One of the greatest formative experiences of my life preceded Harry Potter, though it informed much of what I subsequently wrote in those books. This revelation came in the form of one of my earliest day jobs. Though I was sloping off to write stories during my lunch hours, I paid the rent in my early 20s by working in the research department at Amnesty International's headquarters in London.

There in my little office I read hastily scribbled letters smuggled out of totalitarian regimes by men and women who were risking imprisonment to inform the outside world of what was happening to them. I saw photographs of those who had disappeared without trace, sent to Amnesty by their desperate families and friends. I read the testimony of torture victims and saw pictures of their injuries.

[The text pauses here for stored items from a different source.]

//! Signal registry — named one-shot rendezvous between events and emitters.

use std::collections::HashMap;
use std::sync::atomic::{AtomicBool, Ordering};
use std::sync::{Arc, Mutex};

use storyline_core::error::EngineError;
use tokio::sync::Notify;
use tokio_util::sync::CancellationToken;
use tracing::{debug, trace};

/// Single-shot waiter shared by every concurrent wait on one signal name.
#[derive(Default)]
struct SignalWaiter {
    notify: Notify,
    fired: AtomicBool,
}

/// Name → waiter map with rendezvous semantics.
///
/// At most one live waiter object per name: concurrent waits on the same
/// name before it fires share one wakeup. An emit with no pending waiter is
/// lost, not buffered — a rendezvous, not a mailbox.
#[derive(Default)]
pub(crate) struct SignalRegistry {
    waiters: Mutex<HashMap<String, Arc<SignalWaiter>>>,
}

impl SignalRegistry {
    pub(crate) fn new() -> Self {
        Self::default()
    }

    /// Blocks until `name` is emitted or `cancel` fires.
    ///
    /// # Errors
    ///
    /// Returns `EngineError::Cancelled` when `cancel` fires first.
    pub(crate) async fn wait(
        &self,
        name: &str,
        cancel: &CancellationToken,
    ) -> Result<(), EngineError> {
        let waiter = {
            let mut waiters = self.waiters.lock().expect("signal registry lock poisoned");
            match waiters.get(name) {
                // Join the pending waiter; everyone completes together.
                Some(existing) if !existing.fired.load(Ordering::Acquire) => Arc::clone(existing),
                _ => {
                    let fresh = Arc::new(SignalWaiter::default());
                    waiters.insert(name.to_owned(), Arc::clone(&fresh));
                    fresh
                }
            }
        };

        trace!(signal = name, "waiting for signal");
        let result = loop {
            // Register interest before checking `fired` so an emit between
            // the check and the await cannot be lost.
            let notified = waiter.notify.notified();
            if waiter.fired.load(Ordering::Acquire) {
                break Ok(());
            }
            tokio::select! {
                () = notified => {}
                () = cancel.cancelled() => break Err(EngineError::Cancelled),
            }
        };

        // Drop the entry if it is still ours and no longer pending, so stale
        // waiters do not accumulate.
        let mut waiters = self.waiters.lock().expect("signal registry lock poisoned");
        if let Some(current) = waiters.get(name) {
            if Arc::ptr_eq(current, &waiter) && waiter.fired.load(Ordering::Acquire) {
                waiters.remove(name);
            }
        }

        result
    }

    /// Emits `name`: removes and fires any pending waiter. Returns whether a
    /// waiter existed.
    pub(crate) fn signal(&self, name: &str) -> bool {
        let waiter = self
            .waiters
            .lock()
            .expect("signal registry lock poisoned")
            .remove(name);
        match waiter {
            Some(waiter) => {
                waiter.fired.store(true, Ordering::Release);
                waiter.notify.notify_waiters();
                debug!(signal = name, "signal delivered");
                true
            }
            None => {
                debug!(signal = name, "signal emitted with no waiter");
                false
            }
        }
    }

    /// Number of pending waiter entries (diagnostics).
    pub(crate) fn pending(&self) -> usize {
        self.waiters
            .lock()
            .expect("signal registry lock poisoned")
            .len()
    }
}

#[cfg(test)]
mod tests {
    use std::time::Duration;

    use super::*;

    #[tokio::test]
    async fn test_signal_wakes_waiter_and_reports_delivery() {
        // Arrange
        let registry = Arc::new(SignalRegistry::new());
        let cancel = CancellationToken::new();
        let waiting = {
            let registry = Arc::clone(&registry);
            let cancel = cancel.clone();
            tokio::spawn(async move { registry.wait("door-open", &cancel).await })
        };
        tokio::task::yield_now().await;

        // Act
        let delivered = registry.signal("door-open");

        // Assert
        assert!(delivered);
        let result = tokio::time::timeout(Duration::from_secs(5), waiting)
            .await
            .expect("waiter should wake")
            .expect("task should not panic");
        assert!(result.is_ok());
        assert_eq!(registry.pending(), 0);
    }

    #[tokio::test]
    async fn test_signal_with_no_waiter_is_lost() {
        // Arrange
        let registry = Arc::new(SignalRegistry::new());
        let cancel = CancellationToken::new();

        // Act: emit before anyone waits.
        let delivered = registry.signal("early");

        // Assert: not buffered — a later wait still blocks.
        assert!(!delivered);
        let registry_for_wait = Arc::clone(&registry);
        let cancel_for_wait = cancel.clone();
        let wait = tokio::spawn(async move { registry_for_wait.wait("early", &cancel_for_wait).await });
        tokio::time::sleep(Duration::from_millis(20)).await;
        assert!(!wait.is_finished());

        cancel.cancel();
        let result = wait.await.expect("task should not panic");
        assert!(matches!(result, Err(EngineError::Cancelled)));
    }

    #[tokio::test]
    async fn test_concurrent_waits_share_one_wakeup() {
        // Arrange
        let registry = Arc::new(SignalRegistry::new());
        let cancel = CancellationToken::new();
        let mut handles = Vec::new();
        for _ in 0..3 {
            let registry = Arc::clone(&registry);
            let cancel = cancel.clone();
            handles.push(tokio::spawn(
                async move { registry.wait("shared", &cancel).await },
            ));
        }
        tokio::task::yield_now().await;
        assert_eq!(registry.pending(), 1);

        // Act
        let delivered = registry.signal("shared");

        // Assert: one emit completes every joined wait.
        assert!(delivered);
        for handle in handles {
            let result = tokio::time::timeout(Duration::from_secs(5), handle)
                .await
                .expect("waiter should wake")
                .expect("task should not panic");
            assert!(result.is_ok());
        }
        assert_eq!(registry.pending(), 0);
    }

    #[tokio::test]
    async fn test_wait_after_delivery_creates_fresh_waiter() {
        // Arrange
        let registry = Arc::new(SignalRegistry::new());
        let cancel = CancellationToken::new();
        let first = {
            let registry = Arc::clone(&registry);
            let cancel = cancel.clone();
            tokio::spawn(async move { registry.wait("repeat", &cancel).await })
        };
        tokio::task::yield_now().await;
        assert!(registry.signal("repeat"));
        first
            .await
            .expect("task should not panic")
            .expect("first wait should resolve");

        // Act: a second wait must not observe the consumed emit.
        let registry_for_wait = Arc::clone(&registry);
        let cancel_for_wait = cancel.clone();
        let second =
            tokio::spawn(async move { registry_for_wait.wait("repeat", &cancel_for_wait).await });
        tokio::time::sleep(Duration::from_millis(20)).await;

        // Assert
        assert!(!second.is_finished());
        assert!(registry.signal("repeat"));
        second
            .await
            .expect("task should not panic")
            .expect("second wait should resolve");
    }
}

I opened handwritten, eye-witness accounts of summary trials and executions, of kidnappings and rapes.

Many of my co-workers were ex-political prisoners, people who had been displaced from their homes, or fled into exile, because they had the temerity to think independently of their government. Visitors to our office included those who had come to give information, or to try and find out what had happened to those they had been forced to leave behind.

I shall never forget the African torture victim, a young man no older than I was at the time, who had become mentally ill after all he had endured in his homeland. He trembled uncontrollably as he spoke into a video camera about the brutality inflicted upon him. He was a foot taller than I was, and seemed as fragile as a child. I was given the job of escorting him to the Underground Station afterwards, and this man whose life had been shattered by cruelty took my hand with exquisite courtesy, and wished me future happiness.

And as long as I live I shall remember walking along an empty corridor and suddenly hearing, from behind a closed door, a scream of pain and horror such as I have never heard since. The door opened, and the researcher poked out her head and told me to run and make a hot drink for the young man sitting with her. She had just given him t he news that in retaliation for his own outspokenness against his country's regime, his mother had been seized and executed.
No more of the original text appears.